*YOUR INSTRUCTIONS*.
Within the data below, count the lines that include "tokio" and give only the count.

..........

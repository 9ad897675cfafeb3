mod admin;
mod config;
mod credential;
mod error;
mod lifecycle;
mod payload;
mod poller;
mod policy;
mod provider;
mod signature;
mod store;
mod trigger;
mod types;
mod webhook;

use config::{LogFormat, Settings};
use credential::{CredentialBroker, OAuthRefresher};
use lifecycle::HookLifecycle;
use poller::Poller;
use provider::ProviderRegistry;
use provider::http::ReqwestTransport;
use rocket::fairing::AdHoc;
use rocket::{Build, Rocket, routes};
use std::net::Ipv4Addr;
use std::sync::Arc;
use store::ResourceStore;
use tracing::info;
use tracing_subscriber::{EnvFilter, layer::SubscriberExt, util::SubscriberInitExt};

/// State shared by every route.
pub struct AppState {
    pub settings: Settings,
    pub lifecycle: Arc<HookLifecycle>,
}

impl AppState {
    pub fn store(&self) -> &ResourceStore {
        self.lifecycle.store()
    }

    pub fn registry(&self) -> &ProviderRegistry {
        self.lifecycle.registry()
    }
}

fn init_tracing(format: LogFormat) {
    let filter = EnvFilter::try_from_default_env().unwrap_or_else(|_| EnvFilter::new("info"));
    let registry = tracing_subscriber::registry().with(filter);
    match format {
        LogFormat::Json => registry.with(tracing_subscriber::fmt::layer().json()).init(),
        LogFormat::Pretty => registry.with(tracing_subscriber::fmt::layer()).init(),
    }
}

pub fn build_rocket(state: AppState) -> Rocket<Build> {
    let port = state.settings.port;
    rocket::build()
        .manage(state)
        .mount("/", routes![webhook::receive])
        .mount(
            "/admin",
            routes![
                admin::list_watches,
                admin::apply_watch,
                admin::delete_watch,
                admin::apply_credential,
                admin::list_triggers,
                admin::set_handled
            ],
        )
        .configure(rocket::Config {
            port,
            address: Ipv4Addr::UNSPECIFIED.into(),
            ..rocket::Config::default()
        })
}

#[rocket::main]
async fn main() -> anyhow::Result<()> {
    dotenvy::dotenv().ok();
    let settings = Settings::from_env()?;
    init_tracing(settings.log_format);

    let store = ResourceStore::in_memory();
    config::apply_seed(&store, config::load_seed(&settings.seed_file)?).await?;

    let transport = Arc::new(ReqwestTransport::new(settings.http_timeout)?);
    let registry = ProviderRegistry::from_settings(&settings, transport.clone());
    let broker = Arc::new(CredentialBroker::new(
        store.credentials.clone(),
        registry.clone(),
        Arc::new(OAuthRefresher::new(transport)),
    ));
    let lifecycle = Arc::new(HookLifecycle::new(store, registry, broker));
    let poller = Arc::new(Poller::new(lifecycle.clone()));

    let providers: Vec<_> = lifecycle.registry().kinds().collect();
    info!(
        port = settings.port,
        base_url = %settings.webhook_base_url,
        ?providers,
        "gitwatcher starting"
    );

    let (poll_every, reconcile_every) = (settings.poll_interval, settings.reconcile_interval);
    let seed_file = settings.seed_file.clone();
    let background = lifecycle.clone();
    build_rocket(AppState { settings, lifecycle })
        .attach(AdHoc::on_liftoff("Background loops", move |rocket| {
            let lifecycle = background.clone();
            let poller = poller.clone();
            let shutdown = rocket.shutdown();
            let seed_file = seed_file.clone();
            Box::pin(async move {
                tokio::spawn(config::persist_changes(lifecycle.store().clone(), seed_file, shutdown.clone()));
                tokio::spawn(lifecycle.run(shutdown.clone()));
                tokio::spawn(poller.run(poll_every, reconcile_every, shutdown));
            })
        }))
        .attach(AdHoc::on_shutdown("Save seed", |rocket| {
            Box::pin(async move {
                if let Some(state) = rocket.state::<AppState>() {
                    config::save_seed(state.store(), &state.settings.seed_file).await;
                }
            })
        }))
        .launch()
        .await
        .map_err(|e| anyhow::anyhow!("server failed: {e}"))?;
    Ok(())
}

..........

*WRITTEN RESPONSE*.
3